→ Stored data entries
|---|
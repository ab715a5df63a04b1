//! Product records shown on collection pages.

use crate::ids::ProductId;
use crate::price::digits_value;
use serde::{Deserialize, Serialize};

/// A catalog product.
#[derive(Debug, Clone, PartialEq, Eq, Serialize, Deserialize)]
pub struct Product {
    pub id: ProductId,
    pub name: String,
    /// Category key, compared exactly when filtering.
    pub category: String,
    /// Display price with currency symbol and thousands separators.
    pub price: String,
    pub description: String,
    pub image_url: String,
    /// Optional ribbon such as "New" or "Certified".
    #[serde(default, skip_serializing_if = "Option::is_none")]
    pub badge: Option<String>,
}

impl Product {
    /// Create a product without a badge.
    pub fn new(
        id: &str,
        name: &str,
        category: &str,
        price: &str,
        description: &str,
        image_url: &str,
    ) -> Self {
        Self {
            id: ProductId::new(id),
            name: name.to_string(),
            category: category.to_string(),
            price: price.to_string(),
            description: description.to_string(),
            image_url: image_url.to_string(),
            badge: None,
        }
    }

    /// Attach a badge.
    pub fn with_badge(mut self, badge: &str) -> Self {
        self.badge = Some(badge.to_string());
        self
    }

    /// Value used for price ordering.
    pub fn sort_price(&self) -> u64 {
        digits_value(&self.price)
    }
}

#[cfg(test)]
mod tests {
    use super::*;

    #[test]
    fn test_sort_price_from_display() {
        let product = Product::new("r1", "Halo Ring", "rings", "$4,800", "", "");
        assert_eq!(product.sort_price(), 4800);
        assert!(product.badge.is_none());
    }

    #[test]
    fn test_badge_serialization() {
        let product = Product::new("r1", "Halo Ring", "rings", "$4,800", "", "").with_badge("New");
        let json = serde_json::to_value(&product).unwrap();
        assert_eq!(json["badge"], "New");
        assert_eq!(json["id"], "r1");

        let plain = Product::new("r2", "Band", "rings", "$900", "", "");
        let json = serde_json::to_value(&plain).unwrap();
        assert!(json.get("badge").is_none());
    }
}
|---|
→ Your objective
What you return must match the data line for line.

→ Response to this task
repository ab715a5df63a04b1
//! Product records shown on collection pages.

use crate::ids::ProductId;
use crate::price::digits_value;
use serde::{Deserialize, Serialize};

/// A catalog product.
#[derive(Debug, Clone, PartialEq, Eq, Serialize, Deserialize)]
pub struct Product {
    pub id: ProductId,
    pub name: String,
    /// Category key, compared exactly when filtering.
    pub category: String,
    /// Display price with currency symbol and thousands separators.
    pub price: String,
    pub description: String,
    pub image_url: String,
    /// Optional ribbon such as "New" or "Certified".
    #[serde(default, skip_serializing_if = "Option::is_none")]
    pub badge: Option<String>,
}

impl Product {
    /// Create a product without a badge.
    pub fn new(
        id: &str,
        name: &str,
        category: &str,
        price: &str,
        description: &str,
        image_url: &str,
    ) -> Self {
        Self {
            id: ProductId::new(id),
            name: name.to_string(),
            category: category.to_string(),
            price: price.to_string(),
            description: description.to_string(),
            image_url: image_url.to_string(),
            badge: None,
        }
    }

    /// Attach a badge.
    pub fn with_badge(mut self, badge: &str) -> Self {
        self.badge = Some(badge.to_string());
        self
    }

    /// Value used for price ordering.
    pub fn sort_price(&self) -> u64 {
        digits_value(&self.price)
    }
}

#[cfg(test)]
mod tests {
    use super::*;

    #[test]
    fn test_sort_price_from_display() {
        let product = Product::new("r1", "Halo Ring", "rings", "$4,800", "", "");
        assert_eq!(product.sort_price(), 4800);
        assert!(product.badge.is_none());
    }

    #[test]
    fn test_badge_serialization() {
        let product = Product::new("r1", "Halo Ring", "rings", "$4,800", "", "").with_badge("New");
        let json = serde_json::to_value(&product).unwrap();
        assert_eq!(json["badge"], "New");
        assert_eq!(json["id"], "r1");

        let plain = Product::new("r2", "Band", "rings", "$900", "", "");
        let json = serde_json::to_value(&plain).unwrap();
        assert!(json.get("badge").is_none());
    }
}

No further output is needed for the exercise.